El modelo de los Big Four, en cuestión
PwC, junto a Deloitte, EY y KPMG, conforma el grupo conocido como los Big Four. A diferencia de la mayoría de las multinacionales, estas firmas no son empresas únicas con filiales, sino redes de sociedades locales que comparten marca y estándares bajo una organización internacional. Esa estructura tiene ventajas —flexibilidad, adaptación local— pero también genera fricciones cuando hay que atender a clientes globales con necesidades transversales.
Esa tensión entre lo local y lo global no es nueva, pero se ha intensificado. Los competidores de PwC han ido tomando medidas para resolverla: algunos han fusionado firmas miembro, otros han transferido poder real a la central. El caso más llamativo fue el de EY, que llegó a planear la separación de su negocio de consultoría y su salida a bolsa en Estados Unidos bajo el nombre Project Everest, una maniobra que finalmente fracasó por disputas internas. PwC, por su parte, ha optado por un enfoque más gradual.
La apuesta de Reino Unido como laboratorio del cambio
La filial británica ha sido la primera en dar un paso concreto. Este martes, PwC Reino Unido anunció la fusión de sus divisiones de riesgos y consultoría, uniendo dos de sus tres líneas de negocio de asesoría —junto a auditoría e impuestos— en una sola estructura. La unidad de asesoramiento en operaciones permanecerá separada, al menos por ahora.

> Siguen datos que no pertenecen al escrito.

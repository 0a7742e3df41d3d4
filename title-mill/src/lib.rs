use std::fmt::{self, Write};
use std::str::FromStr;

#[cfg(feature = "serde")]
use serde::{Deserialize, Serialize};
use smartstring::alias::String;

mod aggregate;
mod error;
mod generate;
mod ingest;
mod store;
mod tagger;
mod title;

#[cfg(any(test, feature = "test-cases"))]
pub mod test_cases;

pub use aggregate::{Aggregator, Harvest};
pub use error::{Error, Result};
pub use generate::Generator;
pub use ingest::{distinct_patterns, ensure_ingested, IngestReport};
#[cfg(feature = "with-serde")]
pub use store::Snapshot;
pub use store::Store;
pub use tagger::{DictionaryTagger, Tagger};
pub use title::{extract_title, HttpSource, SourceConfig, TitleSource};

/// Grammatical category of a word: the tagger's primary and secondary feature
///
/// `subkind` is empty when the tagger has no secondary feature for a token, so that
/// every slot renders to the same `(kind|subkind)` shape.
#[cfg_attr(feature = "with-serde", derive(Deserialize, Serialize))]
#[derive(Clone, Debug, Default, Eq, Hash, Ord, PartialEq, PartialOrd)]
pub struct Slot {
    pub kind: String,
    pub subkind: String,
}

impl Slot {
    pub fn new(kind: &str, subkind: &str) -> Self {
        Self {
            kind: kind.into(),
            subkind: subkind.into(),
        }
    }
}

impl fmt::Display for Slot {
    fn fmt(&self, f: &mut fmt::Formatter<'_>) -> fmt::Result {
        write!(f, "({}|{})", self.kind, self.subkind)
    }
}

/// A surface form as it appeared in a title, together with its category
#[cfg_attr(feature = "with-serde", derive(Deserialize, Serialize))]
#[derive(Clone, Debug, Eq, Hash, PartialEq)]
pub struct Word {
    pub surface: String,
    pub slot: Slot,
}

impl Word {
    pub fn new(surface: &str, kind: &str, subkind: &str) -> Self {
        Self {
            surface: surface.into(),
            slot: Slot::new(kind, subkind),
        }
    }
}

/// Ordered sequence of slots describing the grammatical skeleton of one title
///
/// Patterns are stored under their canonical key, `(kind|subkind),` repeated for every
/// slot, so structurally identical titles collapse to a single row.
#[cfg_attr(feature = "with-serde", derive(Deserialize, Serialize))]
#[derive(Clone, Debug, Default, Eq, Hash, PartialEq)]
pub struct Pattern(Vec<Slot>);

impl Pattern {
    pub fn new(slots: Vec<Slot>) -> Self {
        Self(slots)
    }

    pub fn slots(&self) -> &[Slot] {
        &self.0
    }

    pub fn len(&self) -> usize {
        self.0.len()
    }

    pub fn is_empty(&self) -> bool {
        self.0.is_empty()
    }

    /// Render the canonical storage key
    pub fn key(&self) -> std::string::String {
        let mut key = std::string::String::with_capacity(self.0.len() * 16);
        for slot in &self.0 {
            // Writing into a `String` can't fail
            let _ = write!(key, "{},", slot);
        }
        key
    }
}

impl FromStr for Pattern {
    type Err = Error;

    /// Parse a canonical key back into its slots
    fn from_str(key: &str) -> Result<Self> {
        let mut slots = Vec::new();
        for part in key.split(',') {
            if part.is_empty() {
                continue;
            }

            let inner = part
                .strip_prefix('(')
                .and_then(|s| s.strip_suffix(')'))
                .ok_or_else(|| Error::MalformedPattern(key.into()))?;
            let (kind, subkind) = inner
                .split_once('|')
                .ok_or_else(|| Error::MalformedPattern(key.into()))?;
            slots.push(Slot::new(kind, subkind));
        }

        Ok(Self(slots))
    }
}

impl From<Vec<Slot>> for Pattern {
    fn from(slots: Vec<Slot>) -> Self {
        Self(slots)
    }
}

type HashMap<K, V> = std::collections::HashMap<K, V, ahash::RandomState>;
type HashSet<T> = std::collections::HashSet<T, ahash::RandomState>;
use std::fs::File;
use std::io::{BufReader, BufWriter};
use std::path::PathBuf;
use std::time::Duration;

use anyhow::{Context, Result};
use clap::{Parser, Subcommand};
use rand::rngs::StdRng;
use rand::SeedableRng;
use tracing::info;
use tracing_subscriber::EnvFilter;

use title_mill::{
    ensure_ingested, Aggregator, DictionaryTagger, Generator, HttpSource, IngestReport,
    SourceConfig, Store,
};

/// Learn grammar patterns from blog post titles and generate new titles from them
#[derive(Parser, Debug)]
#[command(name = "title-mill", version)]
struct Opts {
    /// SQLite database holding words, patterns and the ingestion watermark
    #[arg(long, env = "TITLE_MILL_DB", default_value = "title-mill.db", global = true)]
    db: PathBuf,
    /// Number of posts that should be ingested
    #[arg(long, env = "POSTS_COUNT", default_value_t = 2100, global = true)]
    posts_count: u64,
    #[arg(long, env = "TITLE_MILL_SCHEME", default_value = "https", global = true)]
    scheme: String,
    #[arg(long, env = "TITLE_MILL_HOST", default_value = "trap.jp", global = true)]
    host: String,
    /// Site name suffix stripped from every page title
    #[arg(
        long,
        env = "TITLE_MILL_TITLE_SUFFIX",
        default_value = "| 東京工業大学デジタル創作同好会traP",
        global = true
    )]
    title_suffix: String,
    /// vibrato system dictionary (`.zst` files are decompressed on load)
    #[arg(long, env = "TITLE_MILL_DICTIONARY", global = true)]
    dictionary: Option<PathBuf>,
    /// Maximum number of posts fetched at the same time
    #[arg(long, env = "TITLE_MILL_CONCURRENCY", default_value_t = 16, global = true)]
    concurrency: usize,
    /// Per-request timeout in seconds
    #[arg(long, env = "TITLE_MILL_TIMEOUT_SECS", default_value_t = 10, global = true)]
    timeout_secs: u64,
    #[command(subcommand)]
    command: Command,
}

#[derive(Subcommand, Debug)]
enum Command {
    /// Ingest posts up to `--posts-count`
    Ingest,
    /// Print generated titles, ingesting first unless `--offline` is given
    Generate {
        #[arg(short = 'n', long, default_value_t = 1)]
        count: usize,
        /// Seed for reproducible output
        #[arg(long)]
        seed: Option<u64>,
        /// Only use what is already in the database
        #[arg(long)]
        offline: bool,
    },
    /// Print corpus statistics
    Stats,
    /// Write the corpus to a file
    Dump { path: PathBuf },
    /// Merge a corpus file written by `dump` into the database
    Load { path: PathBuf },
}

fn main() -> Result<()> {
    init_tracing();
    let opts = Opts::parse();
    let mut store = Store::open(&opts.db)
        .with_context(|| format!("failed to open database {}", opts.db.display()))?;

    match &opts.command {
        Command::Ingest => {
            ingest(&opts, &mut store).context("failed to initialize data")?;
        }
        Command::Generate {
            count,
            seed,
            offline,
        } => {
            if !offline {
                ingest(&opts, &mut store).context("failed to initialize data")?;
            }

            let mut rng = match seed {
                Some(seed) => StdRng::seed_from_u64(*seed),
                None => StdRng::from_entropy(),
            };
            let generator = Generator::new(&store);
            for _ in 0..*count {
                println!("{}", generator.generate(&mut rng)?);
            }
        }
        Command::Stats => {
            println!("watermark: {}", store.watermark()?);
            println!("words:     {}", store.word_count()?);
            println!("patterns:  {}", store.pattern_count()?);
        }
        Command::Dump { path } => {
            let snapshot = store.snapshot()?;
            let f = BufWriter::with_capacity(4 * 1024 * 1024, File::create(path)?);
            bincode::serialize_into(f, &snapshot)
                .with_context(|| format!("failed to write {}", path.display()))?;
            info!(
                words = snapshot.words.len(),
                patterns = snapshot.patterns.len(),
                path = %path.display(),
                "dumped corpus"
            );
        }
        Command::Load { path } => {
            let f = BufReader::with_capacity(4 * 1024 * 1024, File::open(path)?);
            let snapshot = bincode::deserialize_from::<_, title_mill::Snapshot>(f)
                .with_context(|| format!("failed to read {}", path.display()))?;
            store.restore(&snapshot)?;
            info!(
                words = snapshot.words.len(),
                patterns = snapshot.patterns.len(),
                watermark = store.watermark()?,
                "loaded corpus"
            );
        }
    }

    Ok(())
}

/// Ingest up to `--posts-count` posts unless the database is already there
fn ingest(opts: &Opts, store: &mut Store) -> Result<IngestReport> {
    // Checked here as well as in `ensure_ingested` so an up-to-date database never pays
    // for loading the dictionary
    let watermark = store.watermark()?;
    if watermark >= opts.posts_count {
        info!(watermark, "already initialized");
        return Ok(IngestReport::Skipped { watermark });
    }

    let dictionary = opts
        .dictionary
        .as_deref()
        .context("a dictionary is needed to ingest posts (--dictionary or TITLE_MILL_DICTIONARY)")?;
    let tagger = DictionaryTagger::load(dictionary)?;
    let source = HttpSource::new(SourceConfig {
        scheme: opts.scheme.clone(),
        host: opts.host.clone(),
        title_suffix: opts.title_suffix.clone(),
        timeout: Duration::from_secs(opts.timeout_secs),
    })?;

    let aggregator = Aggregator::new(source, tagger, opts.concurrency)?;
    Ok(ensure_ingested(store, &aggregator, opts.posts_count)?)
}

fn init_tracing() {
    let filter = EnvFilter::try_from_default_env().unwrap_or_else(|_| EnvFilter::new("info"));
    tracing_subscriber::fmt()
        .with_env_filter(filter)
        .with_writer(std::io::stderr)
        .init();
}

Jonathan House, actual director de consultoría, asumirá el liderazgo de la división fusionada a partir de julio. Claire Reid, hasta ahora directora de riesgos, pasará a ocupar el cargo de directora de tecnología e innovación. Marco Amitrano, socio sénior de PwC Reino Unido, ha subrayado que esta decisión forma parte de una alineación global en la que la firma británica lidera junto a sus colegas en Estados Unidos y el resto de la red.
La reorganización también persigue alinear la oferta tecnológica. Entre los elementos centrales del plan está la expansión de plataformas compartidas, incluyendo el producto PwC One, una solución basada en inteligencia artificial lanzada recientemente por la filial estadounidense. La apuesta por herramientas de IA no es opcional: en un sector donde la automatización amenaza con cambiar radicalmente qué hace un consultor y cómo lo hace, las grandes firmas necesitan infraestructura tecnológica común para escalar sus servicios de manera eficiente.
Un proceso con resistencias internas
Mohamed Kande, el primer consultor nombrado presidente global de PwC, es el principal impulsor de esta mayor integración. Sin embargo, según fuentes cercanas a la dirección, ha descartado las opciones más radicales para evitar fricciones con las firmas nacionales, que históricamente han defendido su autonomía con firmeza. La reorganización sigue siendo un asunto políticamente delicado dentro de la organización.
Esa resistencia es comprensible. Las firmas nacionales han construido durante décadas sus propias estructuras de poder, carteras de clientes y modelos de reparto de beneficios. Ceder control a una central global implica renunciar a parte de esa independencia, algo que no todos los socios están dispuestos a aceptar sin debate. La dirección global es consciente de ello y avanza con cautela, priorizando la persuasión sobre la imposición.
Aun así, el mensaje de fondo es inequívoco: el modelo actual, con sus ineficiencias y sus servicios a veces inconexos, no es suficiente para afrontar los retos que plantea la próxima década. La transformación digital del sector de la consultoría exige una respuesta coordinada, y PwC ha decidido que esa respuesta pasa por integrarse más, aunque sea paso a paso. La pregunta ahora es si el resto de la red estará dispuesto a seguir el ritmo que marcan Londres y Nueva York.